Ford always had competition. They didn't start the automotive industry, far
from it. Fords didn't win the big races; Stutz did, and Stanley did, and
others.

What Ford did was come up with a way to provide really cheap, relatively
reliable, easy-to-service transportation to a huge market that needed it, just
before roads began to get paved.

Ford was the Wal-Mart of their time, complete with the same amount of
competition and controversy.

One of the shames of automotive history is that so much of it has been lost to
the fable of Ford.

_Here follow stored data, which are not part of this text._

//! Slot schema for mapping rows.
//!
//! The schema is supplied when a table is built, so rows are validated once
//! at the boundary rather than interpreted field by field later on.

use std::collections::BTreeSet;

use sssom_context::context::sssom_context;

use crate::mapping::REQUIRED_FIELDS;

/// Optional slots of an SSSOM mapping (schema 0.15), plus the legacy `match_type`.
const SSSOM_MAPPING_SLOTS: &[&str] = &[
    "subject_label",
    "subject_category",
    "subject_type",
    "subject_source",
    "subject_source_version",
    "subject_match_field",
    "subject_preprocessing",
    "predicate_label",
    "predicate_modifier",
    "object_label",
    "object_category",
    "object_type",
    "object_source",
    "object_source_version",
    "object_match_field",
    "object_preprocessing",
    "mapping_justification",
    "author_id",
    "author_label",
    "reviewer_id",
    "reviewer_label",
    "creator_id",
    "creator_label",
    "license",
    "mapping_provider",
    "mapping_source",
    "mapping_cardinality",
    "mapping_tool",
    "mapping_tool_version",
    "mapping_date",
    "publication_date",
    "confidence",
    "curation_rule",
    "curation_rule_text",
    "match_string",
    "similarity_score",
    "similarity_measure",
    "see_also",
    "issue_tracker_item",
    "other",
    "comment",
    "match_type",
];

const SSSOM_MULTIVALUED_SLOTS: &[&str] = &[
    "author_id",
    "author_label",
    "reviewer_id",
    "reviewer_label",
    "creator_id",
    "creator_label",
    "subject_match_field",
    "object_match_field",
    "subject_preprocessing",
    "object_preprocessing",
    "match_string",
    "curation_rule",
    "curation_rule_text",
    "see_also",
];

#[derive(Debug, Clone, Default, PartialEq, Eq)]
pub struct MappingSchema {
    slots: BTreeSet<String>,
    identifier_slots: BTreeSet<String>,
    multivalued_slots: BTreeSet<String>,
    /// Accept slots that are not declared.
    open: bool,
}

impl MappingSchema {
    /// The SSSOM mapping schema. Identifier-bearing slots are taken from the
    /// `"@type": "@id"` terms of the built-in JSON-LD context.
    pub fn sssom() -> Self {
        let slots: BTreeSet<String> = SSSOM_MAPPING_SLOTS.iter().map(|s| s.to_string()).collect();
        let identifier_slots = sssom_context()
            .identifier_slots
            .iter()
            .filter(|s| slots.contains(*s) || REQUIRED_FIELDS.contains(&s.as_str()))
            .cloned()
            .collect();
        Self {
            slots,
            identifier_slots,
            multivalued_slots: SSSOM_MULTIVALUED_SLOTS.iter().map(|s| s.to_string()).collect(),
            open: false,
        }
    }

    /// A schema that accepts any slot as single-valued text.
    pub fn open() -> Self {
        Self {
            open: true,
            identifier_slots: REQUIRED_FIELDS.iter().map(|s| s.to_string()).collect(),
            ..Self::default()
        }
    }

    pub fn with_slot(mut self, name: impl Into<String>) -> Self {
        self.slots.insert(name.into());
        self
    }

    pub fn with_multivalued_slot(mut self, name: impl Into<String>) -> Self {
        let name = name.into();
        self.slots.insert(name.clone());
        self.multivalued_slots.insert(name);
        self
    }

    pub fn with_identifier_slot(mut self, name: impl Into<String>) -> Self {
        let name = name.into();
        self.slots.insert(name.clone());
        self.identifier_slots.insert(name);
        self
    }

    pub fn is_known(&self, slot: &str) -> bool {
        self.open || REQUIRED_FIELDS.contains(&slot) || self.slots.contains(slot)
    }

    pub fn is_identifier(&self, slot: &str) -> bool {
        REQUIRED_FIELDS.contains(&slot) || self.identifier_slots.contains(slot)
    }

    pub fn is_multivalued(&self, slot: &str) -> bool {
        self.multivalued_slots.contains(slot)
    }
}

There were companies building hybrid delivery vehicles in
the early 1900s, for example. (I like Ford, I occasionally spend a weekend
working on my own Model T Speedster, but the rest of automotive history is
really colorful and worth knowing about.)

------
borneogamer
I believe this segmenting is a good thing. VCs are now more knowledgable about
the industry that the start up is in, and can actually provide more help and
assistance, as well as evaluate the state that startup is in. Gone are the
days where VCs mindlessly gives money to startups only to see them burn
through it in less than a year before closing shop... hopefully.